New Year = New Trend? Let’s Hope So

I’ve mentioned Stephen Prothero’s revolutionary book, God is Not One, in this blog before. I think his writings are worth noting, especially with the hopes that he could be signaling a change in the ways our culture discusses different religious views. At the beginning of a new year, it may be worth praying that a new cultural trend will accompany the new calendar.

Published in 2010, God is Not One sent ripples through Prothero’s academic discipline of Religious Studies. He is not a Christian but voices something Christians have been trying to say for quite some time – The major religions of the world do not teach the same things. The subtitle of Prothero’s book tips his hand – “The Eight Rival Religions That Run the World and Why Their Differences Matter.” (Interestingly, the 2011 paperback edition of his book dropped the phrase “and why their differences matter.”)

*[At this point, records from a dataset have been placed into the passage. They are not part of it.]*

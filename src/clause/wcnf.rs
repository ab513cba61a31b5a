//! In-memory WCNF / DIMACS ingestion.
//!
//! Accepts the text of a `p wcnf` or `p cnf` instance and produces a
//! validated [`ClauseSet`]. Reading the text from disk is left to the caller.
//!
//! ```text
//! c comment
//! p wcnf 3 2
//! 1 1 -2 0
//! 4 -1 3 0
//! ```
//!
//! In `wcnf` instances every clause line starts with its weight; in `cnf`
//! instances clause lines hold literals only and every weight is `1.0`.
//! An optional fifth header field (the hard-clause `top` weight) is
//! accepted and ignored.

use super::types::{Clause, ClauseSet, Literal};
use crate::error::{MaxSatError, Result};

#[derive(Debug, Clone, Copy, PartialEq, Eq)]
enum Format {
    Cnf,
    Wcnf,
}

struct Header {
    format: Format,
    num_variables: usize,
    num_clauses: usize,
}

fn malformed(line: usize, reason: impl Into<String>) -> MaxSatError {
    MaxSatError::MalformedClause {
        position: line,
        reason: reason.into(),
    }
}

fn parse_header(line_no: usize, line: &str) -> Result<Header> {
    let parts: Vec<&str> = line.split_whitespace().collect();
    if parts.len() < 4 {
        return Err(malformed(line_no, "header needs `p <format> <vars> <clauses>`"));
    }
    let format = match parts[1] {
        "cnf" => Format::Cnf,
        "wcnf" => Format::Wcnf,
        other => return Err(malformed(line_no, format!("unknown format `{other}`"))),
    };
    let num_variables = parts[2]
        .parse()
        .map_err(|_| malformed(line_no, format!("invalid variable count `{}`", parts[2])))?;
    let num_clauses = parts[3]
        .parse()
        .map_err(|_| malformed(line_no, format!("invalid clause count `{}`", parts[3])))?;
    Ok(Header {
        format,
        num_variables,
        num_clauses,
    })
}

fn parse_clause(line_no: usize, line: &str, format: Format) -> Result<Clause> {
    let mut tokens = line.split_whitespace();

    let weight = match format {
        Format::Cnf => 1.0,
        Format::Wcnf => {
            let token = tokens
                .next()
                .ok_or_else(|| malformed(line_no, "missing clause weight"))?;
            token
                .parse::<f64>()
                .map_err(|_| malformed(line_no, format!("invalid weight `{token}`")))?
        }
    };

    let mut literals: Vec<Literal> = Vec::new();
    let mut terminated = false;
    for token in tokens {
        if terminated {
            return Err(malformed(line_no, "tokens after the terminating 0"));
        }
        let literal: Literal = token
            .parse()
            .map_err(|_| malformed(line_no, format!("invalid literal `{token}`")))?;
        if literal == 0 {
            terminated = true;
        } else {
            literals.push(literal);
        }
    }

    if !terminated {
        return Err(malformed(line_no, "clause is not terminated by 0"));
    }
    if literals.is_empty() {
        return Err(malformed(line_no, "clause has no literals"));
    }
    Ok(Clause::weighted(literals, weight))
}

/// Parses WCNF (or plain CNF) text into a [`ClauseSet`].
///
/// `weighted` selects whether the resulting set reports clause weights;
/// weights are parsed either way.
///
/// # Errors
/// [`MaxSatError::MalformedClause`] for a missing or invalid header, a
/// clause line before the header, an unterminated or empty clause, an
/// unparsable token, or a clause count that disagrees with the header;
/// [`MaxSatError::LiteralOutOfRange`] for literals beyond the declared
/// variable count.
pub fn parse_wcnf(text: &str, weighted: bool) -> Result<ClauseSet> {
    let mut header: Option<Header> = None;
    let mut clauses = Vec::new();
    let mut last_line = 0;

    for (idx, raw) in text.lines().enumerate() {
        let line_no = idx + 1;
        last_line = line_no;
        let line = raw.trim();
        if line.is_empty() || line.starts_with('c') {
            continue;
        }
        // Some benchmark archives close the clause list with a `%` line.
        if line.starts_with('%') {
            break;
        }
        if line.starts_with('p') {
            if header.is_some() {
                return Err(malformed(line_no, "duplicate header"));
            }
            header = Some(parse_header(line_no, line)?);
            continue;
        }

        let format = header
            .as_ref()
            .map(|h| h.format)
            .ok_or_else(|| malformed(line_no, "clause before the `p` header"))?;
        clauses.push(parse_clause(line_no, line, format)?);
    }

    let header = header.ok_or_else(|| malformed(last_line.max(1), "missing `p` header"))?;
    if clauses.len() != header.num_clauses {
        return Err(malformed(
            last_line.max(1),
            format!(
                "header declares {} clauses but {} were found",
                header.num_clauses,
                clauses.len()
            ),
        ));
    }

    ClauseSet::with_weights(header.num_variables, clauses, weighted)
}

A professor of religious studies at Boston University, Prothero has done what few academicians have been able to do – connect to both university and pop cultures, finding a platform in both The Chronicle of Higher Education and on Oprah’s couch. He writes winsomely and cogently and dares to say what few, if any, in his field have had the nerve to say. Truly, his book has an Emperor’s New Clothes feel to it.

He cites Huston Smith’s well-worn illustration equating different religions to different paths up the same mountain and says such a view is “dangerous, disrespectful, and untrue” (p. 3). Smith’s book, The World’s Religions may be the most popular religious studies textbook of all time, selling over two million copies since its release in 1958. I’m sure you know that his sentiment holds sway in the minds of most people “on the street.” But what gets challenged in academic circles has the potential to trickle down and change popular discourse. One can only hope for that in this case.

Consider a few other observations Prothero makes:

“According to Mohandas Gandhi, ‘Belief in one God is the cornerstone of all religions,’ so it is toward this one God that all religious people are climbing. When it comes to divinity, however, one is not the religions’ only number. Many Buddhists believe in no god, and many Hindus believe in thousands.” (1-2)

“…the idea of religious unity is wishful thinking nonetheless, and it has not made the world a safer place. In fact, this naïve theological groupthink – call it Godthink – has made the world more dangerous by blinding us to the clashes of religions that threaten us worldwide. It is time we climbed out of the rabbit hole and back to reality.” (3)

“Faith in the unity of religions is just that – faith (perhaps even a kind of fundamentalism). And the leap that gets us there is an act of the hyperactive imagination. (3)

“If practitioners of the world’s religions are all mountain climbers, then they are on very different mountains, climbing very different peaks, and using very different tools and techniques in their ascents.” (12)

“One of the most common misconceptions about the world’s religions is that they plumb the same depths, ask the same questions. They do not.” (24)

And Prothero takes on the popular notion that it doesn’t matter what different religions believe as dogma (usually used as a derogatory term) since all that “really counts” is how we treat one another. (I’ve often been bothered when non-Christians feel the freedom to declare what the “really important parts” of Christianity are and which beliefs “don’t matter”). “No religion,” Prothero says, “sees ethics alone as its reason for being.” (2)

His book is not without its flaws. I’ll share some concerns in a future blog. But it’s worth celebrating (and quoting) when he sees things the way we want others to. Part of the necessary, pre-evangelistic process of deconstructing people’s worldviews will be to disabuse them of the silly idea that all religions are the same. Once people get released from that straightjacket, they may appreciate how the Christian view of atonement is radically different from those other paths on those other mountains.